## TASK ITEM
Scan the records for lines with the string "开客厅灯". Say how many there are, and add nothing.

*** SOURCE INFORMATION Section Begins ***

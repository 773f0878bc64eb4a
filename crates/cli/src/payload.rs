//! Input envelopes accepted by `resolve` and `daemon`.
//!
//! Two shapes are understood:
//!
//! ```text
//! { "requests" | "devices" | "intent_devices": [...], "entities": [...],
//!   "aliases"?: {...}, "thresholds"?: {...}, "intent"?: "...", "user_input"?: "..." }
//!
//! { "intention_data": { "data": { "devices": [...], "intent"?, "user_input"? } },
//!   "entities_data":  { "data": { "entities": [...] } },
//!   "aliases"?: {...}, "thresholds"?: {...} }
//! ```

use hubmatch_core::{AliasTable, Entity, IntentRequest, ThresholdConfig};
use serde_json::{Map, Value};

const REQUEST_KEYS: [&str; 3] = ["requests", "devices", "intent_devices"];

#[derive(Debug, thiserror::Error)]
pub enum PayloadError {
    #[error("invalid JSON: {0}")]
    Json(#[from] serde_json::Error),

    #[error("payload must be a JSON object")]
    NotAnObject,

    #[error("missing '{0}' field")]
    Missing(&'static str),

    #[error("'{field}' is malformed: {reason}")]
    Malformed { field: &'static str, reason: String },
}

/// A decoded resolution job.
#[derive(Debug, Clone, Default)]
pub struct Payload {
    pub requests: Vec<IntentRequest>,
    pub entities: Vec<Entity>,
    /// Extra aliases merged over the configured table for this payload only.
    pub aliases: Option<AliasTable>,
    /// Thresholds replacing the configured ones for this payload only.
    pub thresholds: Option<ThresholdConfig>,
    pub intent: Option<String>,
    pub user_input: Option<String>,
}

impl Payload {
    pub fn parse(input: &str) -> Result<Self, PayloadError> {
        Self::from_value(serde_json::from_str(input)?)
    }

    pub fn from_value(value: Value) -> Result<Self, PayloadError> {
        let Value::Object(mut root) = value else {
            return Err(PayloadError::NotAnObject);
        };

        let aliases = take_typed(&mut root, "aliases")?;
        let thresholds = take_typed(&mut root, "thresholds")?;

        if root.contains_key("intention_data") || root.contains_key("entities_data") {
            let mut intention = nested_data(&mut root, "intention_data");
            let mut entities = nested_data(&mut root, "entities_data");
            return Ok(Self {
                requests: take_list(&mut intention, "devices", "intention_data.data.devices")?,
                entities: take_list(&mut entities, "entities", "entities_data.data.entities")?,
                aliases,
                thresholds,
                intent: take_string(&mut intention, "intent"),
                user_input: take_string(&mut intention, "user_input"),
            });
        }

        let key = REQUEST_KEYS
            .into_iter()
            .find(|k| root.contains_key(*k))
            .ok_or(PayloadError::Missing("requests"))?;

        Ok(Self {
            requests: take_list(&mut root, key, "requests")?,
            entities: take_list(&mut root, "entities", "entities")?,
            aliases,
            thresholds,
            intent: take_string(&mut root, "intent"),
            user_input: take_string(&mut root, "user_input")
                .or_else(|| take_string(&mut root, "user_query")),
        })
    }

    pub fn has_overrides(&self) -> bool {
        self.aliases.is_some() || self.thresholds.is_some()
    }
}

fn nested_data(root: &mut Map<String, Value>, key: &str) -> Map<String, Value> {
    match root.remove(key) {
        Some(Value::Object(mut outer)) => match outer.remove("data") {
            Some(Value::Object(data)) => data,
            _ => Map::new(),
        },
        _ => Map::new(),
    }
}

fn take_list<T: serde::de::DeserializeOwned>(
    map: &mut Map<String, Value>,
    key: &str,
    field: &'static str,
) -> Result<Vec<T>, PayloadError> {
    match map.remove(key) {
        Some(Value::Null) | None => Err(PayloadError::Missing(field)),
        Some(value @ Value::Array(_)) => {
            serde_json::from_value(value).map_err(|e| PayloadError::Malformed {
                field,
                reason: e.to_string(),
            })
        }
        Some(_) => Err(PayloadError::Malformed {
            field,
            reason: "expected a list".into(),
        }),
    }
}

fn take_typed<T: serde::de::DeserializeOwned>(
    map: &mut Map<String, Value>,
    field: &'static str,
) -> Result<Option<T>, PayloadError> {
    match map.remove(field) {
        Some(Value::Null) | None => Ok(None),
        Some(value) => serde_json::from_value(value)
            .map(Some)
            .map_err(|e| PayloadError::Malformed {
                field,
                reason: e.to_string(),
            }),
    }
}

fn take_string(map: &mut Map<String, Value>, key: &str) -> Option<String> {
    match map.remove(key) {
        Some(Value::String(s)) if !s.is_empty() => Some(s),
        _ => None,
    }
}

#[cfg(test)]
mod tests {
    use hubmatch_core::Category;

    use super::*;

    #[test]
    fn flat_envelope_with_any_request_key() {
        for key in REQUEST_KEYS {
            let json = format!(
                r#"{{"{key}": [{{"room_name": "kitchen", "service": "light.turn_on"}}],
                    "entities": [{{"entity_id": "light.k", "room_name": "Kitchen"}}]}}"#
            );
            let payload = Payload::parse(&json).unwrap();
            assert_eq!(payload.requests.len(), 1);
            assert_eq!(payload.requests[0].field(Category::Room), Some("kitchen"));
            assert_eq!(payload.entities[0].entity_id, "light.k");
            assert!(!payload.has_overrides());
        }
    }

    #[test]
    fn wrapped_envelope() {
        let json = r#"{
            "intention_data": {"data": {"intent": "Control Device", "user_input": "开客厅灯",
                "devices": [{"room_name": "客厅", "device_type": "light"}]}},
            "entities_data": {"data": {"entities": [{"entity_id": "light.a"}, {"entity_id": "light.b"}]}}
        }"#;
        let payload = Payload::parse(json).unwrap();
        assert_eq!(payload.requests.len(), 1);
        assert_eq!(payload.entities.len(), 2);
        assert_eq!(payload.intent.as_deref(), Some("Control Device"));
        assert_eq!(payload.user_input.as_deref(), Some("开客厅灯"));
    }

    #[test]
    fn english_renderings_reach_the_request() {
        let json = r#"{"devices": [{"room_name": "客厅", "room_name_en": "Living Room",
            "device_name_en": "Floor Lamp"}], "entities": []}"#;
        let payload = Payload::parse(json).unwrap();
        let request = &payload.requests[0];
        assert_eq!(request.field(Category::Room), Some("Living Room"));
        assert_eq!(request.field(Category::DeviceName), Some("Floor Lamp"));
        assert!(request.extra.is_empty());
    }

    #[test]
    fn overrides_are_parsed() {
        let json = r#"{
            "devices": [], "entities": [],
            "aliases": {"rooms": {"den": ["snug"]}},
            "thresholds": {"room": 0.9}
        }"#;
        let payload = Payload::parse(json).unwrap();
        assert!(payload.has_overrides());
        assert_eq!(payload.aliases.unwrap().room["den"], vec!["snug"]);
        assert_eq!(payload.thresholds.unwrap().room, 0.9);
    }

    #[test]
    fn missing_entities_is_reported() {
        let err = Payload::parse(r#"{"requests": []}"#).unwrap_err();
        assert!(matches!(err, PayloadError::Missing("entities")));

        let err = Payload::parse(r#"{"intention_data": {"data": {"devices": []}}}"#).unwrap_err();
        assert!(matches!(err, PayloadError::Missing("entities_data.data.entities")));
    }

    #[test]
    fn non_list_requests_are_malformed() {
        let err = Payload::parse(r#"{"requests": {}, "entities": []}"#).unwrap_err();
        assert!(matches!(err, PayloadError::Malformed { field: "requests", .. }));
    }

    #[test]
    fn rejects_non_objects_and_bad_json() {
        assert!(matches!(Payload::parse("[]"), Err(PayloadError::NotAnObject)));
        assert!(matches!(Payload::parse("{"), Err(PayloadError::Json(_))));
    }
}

*** SOURCE INFORMATION Section Ends ***

## ANSWER TO THIS EXERCISE
2